As you probably remember, we did decide to keep the Sapphire card open, but we got a new rewards card this year. Which has caused a bit of a quandary.
It started with panic
On February 4th, I was calmly making my weekly payment when I noticed that the card’s due date was February 5th. And it takes about two days to get the money from Capital One 360 savings into our main bank account.
Cue minor heart attack.
Through the haze of panic, I somehow managed to see that the payment had already been made. Apparently, I thought ahead last month and paid the statement balance in full.
Still, it was several minutes before I calmed down. Definitely not an experience I felt like repeating, so I changed the card’s due date. Now both of our cards are due on the 18th.
On the horns of a dilemma
The change had an unforeseen consequence.
The new due date means that the card’s current billing cycle, which started January 9th, won’t end until this Tuesday, February 21st. This means a large statement balance — but one that isn’t actually due in February.
So I could technically just bank a lot of money this month… If I don’t mind withdrawing a chunk of it next month. Or I could pay it this month and coast next month.
As of the 21st, our bill should be around $2,950 for 43 days.It breaks down as follows:
- $1,030 for insurance and Tim’s quarterly medication refills
- $660 in Walgreens & PETCO discounted GCs (about four to five months’ worth of expenses)
- $235 in doctor co-pays
- $310 in expenses that come out of our fun money and date night accounts
- $340 for six of Tim’s massages
- $425(ish) in other expenses
If I wait until the actual March due date, we’d put about $2,400 into savings this month. But we’d have to withdraw $500 to $700 to cover March’s credit card bills.
I could (mostly) pay this month.
I wouldn’t have quite enough to pay the balance in full. After the fun money/date night funds have been applied, there would be about $2,600 outsanding. I could pay only about $2,450.
Still, that means paying only $150 on the new card (plus $320 for the Sapphire). Depending on how much was left at the end of the pay cycle (usually $200 to $400), we’d put away $1,700-1,900 in March.
If I pay half the statement now and half next month, we’d put away $1,140 this month and around $550 to $700 in March.
The same… but different
In all three scenarios, we end up putting $1,700 to $1,900 into savings over the next two months. The outcome is the same no matter what.

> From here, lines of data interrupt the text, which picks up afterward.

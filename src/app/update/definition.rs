use super::super::state::{App, DefinitionStatus, PauseOrigin, SessionKind};
use super::Effect;
use crate::document::parse_markdown;
use crate::text_utils::{trim_word, truncate_chars};
use crate::tokenizer::tokenize;
use std::time::Instant;
use tracing::{debug, info, warn};

/// What the main session does when the definition modal closes.
#[derive(Debug, Clone, Copy, PartialEq, Eq)]
enum ResumeAction {
    /// Restart the utterance at this word index.
    FromWord(usize),
    /// Un-pause the existing sink where it left off.
    DeviceResume,
    Stay,
}

/// The defined word wins over how the pause happened: looking a word up and
/// then closing the modal reads that word next, whether the pause was
/// automatic or the user paused by hand first. A manual pause with no lookup
/// pending resumes in place. Anything else stays put.
fn resume_action(
    reference: Option<usize>,
    word_count: usize,
    paused: Option<PauseOrigin>,
) -> ResumeAction {
    match (reference, paused) {
        (Some(index), Some(_)) if index < word_count => ResumeAction::FromWord(index),
        (Some(_), Some(_)) => ResumeAction::Stay,
        (None, Some(PauseOrigin::Manual)) => ResumeAction::DeviceResume,
        _ => ResumeAction::Stay,
    }
}

impl App {
    /// A word in the document was clicked: auto-pause main playback, record
    /// the word as the resume point, and ask the backend for a definition.
    pub(super) fn handle_word_clicked(&mut self, index: usize, effects: &mut Vec<Effect>) {
        if !self.document.loaded {
            return;
        }
        let Some(unit) = self.document.words.get(index) else {
            return;
        };
        let word = trim_word(&unit.text).to_string();
        if word.is_empty() {
            return;
        }

        if self.main.is_speaking() {
            if let Some(playback) = self.device.owned_by(SessionKind::Main) {
                playback.pause();
            }
            self.main
                .pause(PauseOrigin::DefinitionLookup, Instant::now());
        }
        self.definition.word_index = Some(index);

        let context = self
            .document
            .block_text_of_word(index)
            .map(|block| truncate_chars(block, self.config.context_chars).to_string())
            .unwrap_or_default();

        self.device.release(SessionKind::Modal);
        self.modal.reset();
        self.definition.open = true;
        self.definition.word = word.clone();
        self.definition.status = DefinitionStatus::Loading;
        self.definition.request_id = self.definition.request_id.wrapping_add(1);

        info!(index, word = %word, "Looking up definition");
        effects.push(Effect::FetchDefinition {
            word,
            context,
            request_id: self.definition.request_id,
        });
    }

    pub(super) fn handle_definition_fetched(
        &mut self,
        request_id: u64,
        result: Result<String, String>,
    ) {
        if !self.definition.open || request_id != self.definition.request_id {
            debug!(request_id, "Dropping definition for a closed or superseded lookup");
            return;
        }
        match result {
            Ok(text) => {
                let blocks = parse_markdown(&text);
                let words: Vec<String> = tokenize(&blocks)
                    .into_iter()
                    .map(|unit| unit.text)
                    .collect();
                self.modal.load_words(words);
                self.definition.status = DefinitionStatus::Ready(text);
            }
            Err(err) => {
                warn!("Definition lookup failed: {err}");
                self.modal.load_words(Vec::new());
                self.definition.status = DefinitionStatus::Failed;
            }
        }
    }

    /// Closing the modal tears down its playback, then applies the resume
    /// policy to the main session.
    pub(super) fn handle_modal_closed(&mut self, effects: &mut Vec<Effect>) {
        self.device.release(SessionKind::Modal);
        self.modal.reset();
        let reference = self.definition.word_index.take();
        self.definition.close();

        match resume_action(reference, self.main.words.len(), self.main.pause_origin()) {
            ResumeAction::FromWord(index) => {
                info!(index, "Resuming main playback from the defined word");
                self.start_from_word(SessionKind::Main, index, effects);
            }
            ResumeAction::DeviceResume => self.handle_play(SessionKind::Main, effects),
            ResumeAction::Stay => {
                if let Some(index) = reference {
                    if index >= self.main.words.len() && self.main.pause_origin().is_some() {
                        warn!(index, "Defined word is no longer in the document; staying paused");
                    }
                }
            }
        }
    }
}

#[cfg(test)]
mod tests {
    use super::*;
    use crate::app::state::{DefinitionStatus, PlaybackLifecycle};
    use crate::config::AppConfig;
    use crate::speech::{BoundarySchedule, pack_chunks};
    use crate::tokenizer::OffsetMap;
    use std::time::Duration;

    fn fixture() -> App {
        let (mut app, _) = App::bootstrap(AppConfig::default(), None);
        app.apply_markdown("scan.png".into(), "scan.png".into(), "Cats are great.");
        app
    }

    fn force_speaking(app: &mut App) {
        app.main.begin_utterance(0);
        let tail = app.main.words.clone();
        let map = OffsetMap::from_texts(&tail);
        let chunks = pack_chunks(&tail, 300, 400);
        let durations = vec![Duration::from_secs(1); chunks.len()];
        let schedule = BoundarySchedule::build(&map, &chunks, &durations, Duration::ZERO);
        app.main.attach_prepared(map, schedule, Instant::now());
    }

    #[test]
    fn defined_word_overrides_a_manual_pause() {
        assert_eq!(
            resume_action(Some(1), 3, Some(PauseOrigin::Manual)),
            ResumeAction::FromWord(1)
        );
        assert_eq!(
            resume_action(Some(2), 3, Some(PauseOrigin::DefinitionLookup)),
            ResumeAction::FromWord(2)
        );
    }

    #[test]
    fn stale_reference_stays_paused() {
        assert_eq!(
            resume_action(Some(9), 3, Some(PauseOrigin::DefinitionLookup)),
            ResumeAction::Stay
        );
    }

    #[test]
    fn manual_pause_without_lookup_resumes_in_place() {
        assert_eq!(
            resume_action(None, 3, Some(PauseOrigin::Manual)),
            ResumeAction::DeviceResume
        );
    }

    #[test]
    fn idle_main_stays_idle() {
        assert_eq!(resume_action(None, 3, None), ResumeAction::Stay);
        assert_eq!(resume_action(Some(1), 3, None), ResumeAction::Stay);
    }

    #[test]
    fn click_while_speaking_auto_pauses_and_fetches() {
        let mut app = fixture();
        force_speaking(&mut app);

        let mut effects = Vec::new();
        app.handle_word_clicked(2, &mut effects);

        assert_eq!(app.main.pause_origin(), Some(PauseOrigin::DefinitionLookup));
        assert_eq!(app.definition.word_index, Some(2));
        assert!(app.definition.open);
        // Display token is "great."; the lookup word is bare.
        assert_eq!(app.definition.word, "great");
        assert!(effects.iter().any(|e| matches!(
            e,
            Effect::FetchDefinition { word, .. } if word == "great"
        )));
    }

    #[test]
    fn punctuation_only_token_is_ignored() {
        let mut app = fixture();
        app.document.words[1].text = "--".into();
        let mut effects = Vec::new();
        app.handle_word_clicked(1, &mut effects);
        assert!(!app.definition.open);
        assert!(effects.is_empty());
    }

    #[test]
    fn unanswered_lookup_stays_in_its_loading_state() {
        let mut app = fixture();
        let mut effects = Vec::new();
        app.handle_word_clicked(0, &mut effects);
        assert!(app.definition.open);
        assert_eq!(app.definition.status, DefinitionStatus::Loading);

        // Only a fetched result or closing the modal moves it on; time alone
        // never surfaces the failure fallback.
        app.handle_tick(Instant::now() + Duration::from_secs(300), &mut effects);
        assert_eq!(app.definition.status, DefinitionStatus::Loading);
        assert!(app.definition.open);
    }

    #[test]
    fn stale_definition_response_is_dropped() {
        let mut app = fixture();
        let mut effects = Vec::new();
        app.handle_word_clicked(0, &mut effects);
        let old = app.definition.request_id;
        app.handle_word_clicked(1, &mut effects);

        app.handle_definition_fetched(old, Ok("not this one".into()));
        assert_eq!(app.definition.status, DefinitionStatus::Loading);
    }

    #[test]
    fn successful_definition_loads_modal_words() {
        let mut app = fixture();
        let mut effects = Vec::new();
        app.handle_word_clicked(0, &mut effects);

        app.handle_definition_fetched(
            app.definition.request_id,
            Ok("A **cat** is a small animal.".into()),
        );
        assert!(matches!(app.definition.status, DefinitionStatus::Ready(_)));
        assert_eq!(app.modal.words[1], "cat");
    }

    #[test]
    fn closing_the_modal_resumes_from_the_defined_word() {
        let mut app = fixture();
        force_speaking(&mut app);
        let mut effects = Vec::new();
        app.handle_word_clicked(1, &mut effects);

        effects.clear();
        app.handle_modal_closed(&mut effects);
        assert!(effects.iter().any(|e| matches!(
            e,
            Effect::StartUtterance {
                session: SessionKind::Main,
                word_offset: 1
            }
        )));
        assert_eq!(app.definition.word_index, None);
        assert!(!app.definition.open);
    }

    #[test]
    fn closing_the_modal_with_idle_main_does_nothing() {
        let mut app = fixture();
        let mut effects = Vec::new();
        app.handle_word_clicked(1, &mut effects);

        effects.clear();
        app.handle_modal_closed(&mut effects);
        assert!(effects.is_empty());
        assert_eq!(app.main.lifecycle, PlaybackLifecycle::Idle);
    }
}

So this is all about psychology — which is why it’s so damn hard to choose a path.
Will the thrill of banking $2,400 this month outweigh the stress of lowering the savings balance in March? Is it less stressful when it’s a planned withdrawal?
Or is the peace of mind from an almost non-existent credit card bill next month worth making literally no progress this month?
Or is the low-grade stress of two mid-size payments outweighed by smaller-but-still-durn-good progress two months in a row?
I honestly don’t know. Hence this post.
FYI, I’m not oblivious
I know this is a problem that many people would love to have. And that I only have it because I make more money than a lot of people.
The defensive part of me wants to (and therefore will) point out that, while I’m overpaid, part of that is because I do a lot of overtime. Pretty much whenever it’s asked of me.
The other gal takes a vacation at least twice a year. Each time that means I cover every single email that comes in — for around 18 days.
Even when she’s not on vacation, I already take one weekend of overtime every month, which means that 12 times a year I work at least 12 days in a row. .
Plus I work hard to go above and beyond my job.
But I’m well aware that lots of people bust their asses (many in jobs much harder than mine) and also work overtime and still don’t make what I do.
And that reading a post like this a few years ago would’ve probably left me pretty bitter about the unfairness of it all. But I try to be as open with you guys as I can and trust that the majority of you will be supportive. Or at least know that this is something that has never (and almost certainly will never) happen again.
Still, I want you to know that I’m all too aware that this is one of the First-Worldiest of First World Problems. And has at least as much to do with luck (in finding this job) as it does hard work and money smarts.
Has anything like this ever happened to you? Which scenario would you choose?